■ What you need to do: Lines in the records below that contain the word "Send" must each be copied.

[Records from a data collection]
========

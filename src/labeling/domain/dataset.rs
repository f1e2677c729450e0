//! Dataset catalog records consumed at project initialization.

use super::{BoundingBox, DatasetId, DatasetImageId};
use serde::{Deserialize, Serialize};

/// Denormalized `{id, name}` reference to a dataset.
#[derive(Debug, Clone, PartialEq, Eq, Serialize, Deserialize)]
pub struct DatasetRef {
    /// Dataset identifier.
    pub id: DatasetId,
    /// Dataset name.
    pub name: String,
}

impl DatasetRef {
    /// Creates a dataset reference.
    #[must_use]
    pub fn new(id: DatasetId, name: impl Into<String>) -> Self {
        Self {
            id,
            name: name.into(),
        }
    }
}

/// An image as enumerated by the dataset catalog.
#[derive(Debug, Clone, PartialEq, Serialize, Deserialize)]
pub struct DatasetImage {
    /// Identifier of the image inside the dataset.
    pub id: DatasetImageId,
    /// Position of the image in the dataset.
    pub idx: u64,
    /// Display URL.
    pub url: String,
    /// Full resolution URL.
    pub url_full_res: String,
    /// Existing annotations grouped by label set.
    pub objects: Vec<DatasetObject>,
}

impl DatasetImage {
    /// Creates an image record without existing objects.
    #[must_use]
    pub fn new(id: impl Into<String>, idx: u64, url: impl Into<String>) -> Self {
        let url_value = url.into();
        Self {
            id: DatasetImageId::new(id),
            idx,
            url_full_res: url_value.clone(),
            url: url_value,
            objects: Vec::new(),
        }
    }

    /// Adds an existing object annotation.
    #[must_use]
    pub fn with_object(mut self, object: DatasetObject) -> Self {
        self.objects.push(object);
        self
    }
}

/// An existing annotation on a dataset image.
#[derive(Debug, Clone, PartialEq, Serialize, Deserialize)]
pub struct DatasetObject {
    /// Name of the label set the object belongs to.
    pub label_set: String,
    /// Category of the object.
    pub category_name: String,
    /// Bounding box, when the object has one.
    pub bounding_box: Option<BoundingBox>,
}

impl DatasetObject {
    /// Creates an object of `category_name` in `label_set`.
    #[must_use]
    pub fn new(label_set: impl Into<String>, category_name: impl Into<String>) -> Self {
        Self {
            label_set: label_set.into(),
            category_name: category_name.into(),
            bounding_box: None,
        }
    }

    /// Sets the bounding box.
    #[must_use]
    pub const fn with_bounding_box(mut self, bounding_box: BoundingBox) -> Self {
        self.bounding_box = Some(bounding_box);
        self
    }
}
//! Ports for the user directory and the dataset catalog.

use crate::labeling::domain::{DatasetId, DatasetImage, DatasetRef, User, UserId};
use async_trait::async_trait;
use std::sync::Arc;
use thiserror::Error;

/// Result type for directory lookups.
pub type DirectoryResult<T> = Result<T, DirectoryError>;

/// Errors returned by directory and catalog implementations.
#[derive(Debug, Clone, Error)]
pub enum DirectoryError {
    /// The backing service could not be reached.
    #[error("directory unavailable: {0}")]
    Unavailable(Arc<dyn std::error::Error + Send + Sync>),
}

impl DirectoryError {
    /// Wraps an infrastructure error.
    pub fn unavailable(err: impl std::error::Error + Send + Sync + 'static) -> Self {
        Self::Unavailable(Arc::new(err))
    }
}

/// Resolves user identifiers.
#[cfg_attr(test, mockall::automock)]
#[async_trait]
pub trait UserDirectory: Send + Sync {
    /// Finds a user; `None` when unknown.
    async fn find_user(&self, id: UserId) -> DirectoryResult<Option<User>>;
}

/// Enumerates datasets and their images.
#[async_trait]
pub trait DatasetCatalog: Send + Sync {
    /// Finds a dataset reference; `None` when unknown.
    async fn find_dataset(&self, id: DatasetId) -> DirectoryResult<Option<DatasetRef>>;

    /// Lists a dataset's images ordered by `(idx, id)`.
    async fn list_images(&self, id: DatasetId) -> DirectoryResult<Vec<DatasetImage>>;
}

========

■ Exercise solution:
    Unavailable(Arc<dyn std::error::Error + Send + Sync>),
    pub fn unavailable(err: impl std::error::Error + Send + Sync + 'static) -> Self {
pub trait UserDirectory: Send + Sync {
pub trait DatasetCatalog: Send + Sync {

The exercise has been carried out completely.